15 .        An EPS could be extremely effective in driving forward the development of CCS technology but not if a blanket approach is adopted which requires CCS to be fitted to a higher proportion of new coal-fired plant than gas-fired plant.  In that case, initially, only new unabated gas plant will be built and CCS will be delayed rather than driven forward.  For this reason CoalPro fully supports the extension of the demonstration programme to cover gas-fired as well as coal-fried power stations.


16 .         It should be recognised however, that other approaches could also be equally effective, including a CCS obligation or a low-carbon obligation.


            Could the introduction of an EPS pose any risks to the UK’s long-term agendas on energy security and climate change?


17 .        Yes, to both if a blanket approach is adopted.  A blanket EPS will merely drive unabated gas-fired generation.  This will pose energy security risks and delay full decarbonisation of the sector.  However, a differential approach could both maintain security and diversity of supply and drive early decarbonisation.


            What is the likely impact of an EPS on domestic energy prices?


18 .        All forms of low carbon electricity generation will increase domestic energy prices, be it renewables, CCS on fossil fuel generation or unsubsidised nuclear generation.  A blanket EPS will, in the longer run, increase domestic energy prices because the UK’s electricity generation will become more dependent on increasingly scarce, imported gas.  A differential EPS designed to maintain a reasonable proportion of coal in the mix will minimise price risks over the medium to long term.

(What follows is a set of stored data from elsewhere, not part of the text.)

impl CartStore {
    /// Create a store persisting under [`CART_SNAPSHOT_KEY`].
    ///
    /// Loading the stored snapshot starts in the background; this returns
    /// immediately. Must be called from within a Tokio runtime.
    #[must_use]
    pub fn spawn(persistence: Arc<dyn PersistenceStore>) -> Self {
        Self::spawn_with_key(persistence, CART_SNAPSHOT_KEY)
    }

    /// Create a store persisting under a custom key.
    #[must_use]
    pub fn spawn_with_key(
        persistence: Arc<dyn PersistenceStore>,
        snapshot_key: impl Into<String>,
    ) -> Self {
        let snapshot_key = snapshot_key.into();
        let state = Arc::new(RwLock::new(CartState::default()));
        let (writes, queue) = mpsc::unbounded_channel();
        let (loaded_tx, loaded) = watch::channel(false);

        tokio::spawn(run_persistence(
            persistence,
            snapshot_key.clone(),
            Arc::clone(&state),
            queue,
            loaded_tx,
        ));

        Self {
            inner: Arc::new(CartStoreInner {
                state,
                writes,
                loaded,
                snapshot_key,
            }),
        }
    }

    /// Create a file-backed store from configuration.
    #[must_use]
    pub fn from_config(config: &CartConfig) -> Self {
        let persistence = Arc::new(FileStore::new(config.storage_dir.clone()));
        Self::spawn_with_key(persistence, config.snapshot_key.clone())
    }

    /// Create a store and wait until the stored snapshot has been loaded.
    pub async fn open(persistence: Arc<dyn PersistenceStore>) -> Self {
        let store = Self::spawn(persistence);
        store.wait_until_loaded().await;
        store
    }

    /// Key the snapshot is stored under.
    #[must_use]
    pub fn snapshot_key(&self) -> &str {
        &self.inner.snapshot_key
    }

    /// Whether the startup load has finished (successfully or not).
    #[must_use]
    pub fn is_loaded(&self) -> bool {
        *self.inner.loaded.borrow()
    }

    /// Wait for the startup load to finish.
    pub async fn wait_until_loaded(&self) {
        let mut loaded = self.inner.loaded.clone();
        // Err means the task is gone, in which case there is nothing to wait for
        let _ = loaded.wait_for(|done| *done).await;
    }

    /// Wait until every snapshot enqueued before this call has been written.
    pub async fn flush(&self) {
        let (done, wait) = oneshot::channel();
        if self.inner.writes.send(WriteCommand::Flush(done)).is_ok() {
            let _ = wait.await;
        }
    }

    // =========================================================================
    // Reads
    // =========================================================================

    /// Current line items, in insertion order.
    #[must_use]
    pub fn products(&self) -> Vec<LineItem> {
        self.read_state().cart.items().to_vec()
    }

    /// Copy of the whole cart.
    #[must_use]
    pub fn cart(&self) -> Cart {
        self.read_state().cart.clone()
    }

    /// Current line for a product, if any.
    #[must_use]
    pub fn get(&self, id: &ProductId) -> Option<LineItem> {
        self.read_state().cart.get(id).cloned()
    }

    #[must_use]
    pub fn len(&self) -> usize {
        self.read_state().cart.len()
    }

    #[must_use]
    pub fn is_empty(&self) -> bool {
        self.read_state().cart.is_empty()
    }

    #[must_use]
    pub fn total_quantity(&self) -> u64 {
        self.read_state().cart.total_quantity()
    }

    #[must_use]
    pub fn subtotal(&self) -> Price {
        self.read_state().cart.subtotal()
    }

    // =========================================================================
    // Mutations
    // =========================================================================

    /// Add one unit of a product, creating its line if needed.
    #[instrument(skip(self, product), fields(product_id = %product.id))]
    pub fn add_to_cart(&self, product: ProductDescriptor) {
        let quantity = self.apply(|cart| cart.add(product));
        debug!(quantity = quantity.get(), "Added to cart");
    }

    /// Add one unit to an existing line.
    ///
    /// # Errors
    ///
    /// Returns `CartError::ItemNotFound` if the product is not in the cart.
    /// Nothing is changed or written in that case.
    #[instrument(skip(self, id), fields(product_id = %id))]
    pub fn increment(&self, id: &ProductId) -> Result<()> {
        let quantity = self
            .try_apply(|cart| cart.increment(id))
            .inspect_err(|e| warn!(error = %e, "Increment ignored"))?;
        debug!(quantity = quantity.get(), "Incremented");
        Ok(())
    }

    /// Remove one unit from an existing line; the line goes away at zero.
    ///
    /// # Errors
    ///
    /// Returns `CartError::ItemNotFound` if the product is not in the cart.
    /// Nothing is changed or written in that case.
    #[instrument(skip(self, id), fields(product_id = %id))]
    pub fn decrement(&self, id: &ProductId) -> Result<()> {
        let remaining = self
            .try_apply(|cart| cart.decrement(id))
            .inspect_err(|e| warn!(error = %e, "Decrement ignored"))?;
        match remaining {
            Some(quantity) => debug!(quantity = quantity.get(), "Decremented"),
            None => debug!("Removed last unit"),
        }
        Ok(())
    }

    /// Remove a line regardless of its quantity.
    ///
    /// # Errors
    ///
    /// Returns `CartError::ItemNotFound` if the product is not in the cart.
    #[instrument(skip(self, id), fields(product_id = %id))]
    pub fn remove(&self, id: &ProductId) -> Result<()> {
        let removed = self
            .try_apply(|cart| cart.remove(id))
            .inspect_err(|e| warn!(error = %e, "Remove ignored"))?;
        debug!(quantity = removed.quantity.get(), "Removed line");
        Ok(())
    }

    /// Empty the cart.
    #[instrument(skip(self))]
    pub fn clear(&self) {
        self.apply(Cart::clear);
        debug!("Cleared cart");
    }

    // =========================================================================
    // Internals
    // =========================================================================

    fn read_state(&self) -> RwLockReadGuard<'_, CartState> {
        self.inner.state.read().unwrap_or_else(PoisonError::into_inner)
    }

    fn write_state(&self) -> RwLockWriteGuard<'_, CartState> {
        self.inner.state.write().unwrap_or_else(PoisonError::into_inner)
    }

    fn apply<T>(&self, f: impl FnOnce(&mut Cart) -> T) -> T {
        let mut state = self.write_state();
        let out = f(&mut state.cart);
        state.touched = true;
        // Enqueue under the lock so queue order matches mutation order
        self.enqueue_snapshot(state.cart.items());
        out
    }

    fn try_apply<T>(&self, f: impl FnOnce(&mut Cart) -> Result<T>) -> Result<T> {
        let mut state = self.write_state();
        let out = f(&mut state.cart)?;
        state.touched = true;
        self.enqueue_snapshot(state.cart.items());
        Ok(out)
    }

    fn enqueue_snapshot(&self, items: &[LineItem]) {
        match snapshot::encode(items) {
            Ok(raw) => {
                if self.inner.writes.send(WriteCommand::Persist(raw)).is_err() {
                    warn!("Persistence task stopped, snapshot not written");
                }
            }
            Err(e) => error!(error = %e, "Failed to encode cart snapshot"),
        }
    }
}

            Are any other European countries considering an EPS?  If so, should the standards be harmonised?


19 .        As far as CoalPro is aware, no other European country is considering an EPS.  Several Central and East European countries are heavily dependent on coal-fired generation and are likely to be fundamentally opposed to an EPS.  Their opposition may be less if a differential approach rather than a blanket approach is adopted.  What they will emphatically NOT do is agree to any approach which will make then more dependent on Russian gas!


20 .         If a European EPS approach does emerge, the approach should be differential and the standards harmonised.



Could unilateral action by the UK to introduce an EPS contribute towards

global climate negotiations in Cancun in November 2010


21 .        This is most unlikely given the dependence of some of the world’s largest economies on coal, e.g. USA and China as only the first two of a very long list.  If the UK adopts a blanket EPS unilaterally it can be conclusively assumed that the contribution will be zero.  However, the adoption of an approach which differentiates between coal and gas may be seen by such countries as a positive step towards driving CCS across the globe without losing the benefits of low-cost coal-fired generation.


            Concluding Remarks


22 .        CoalPro is willing to discuss this response further with the Committee should they wish to do so.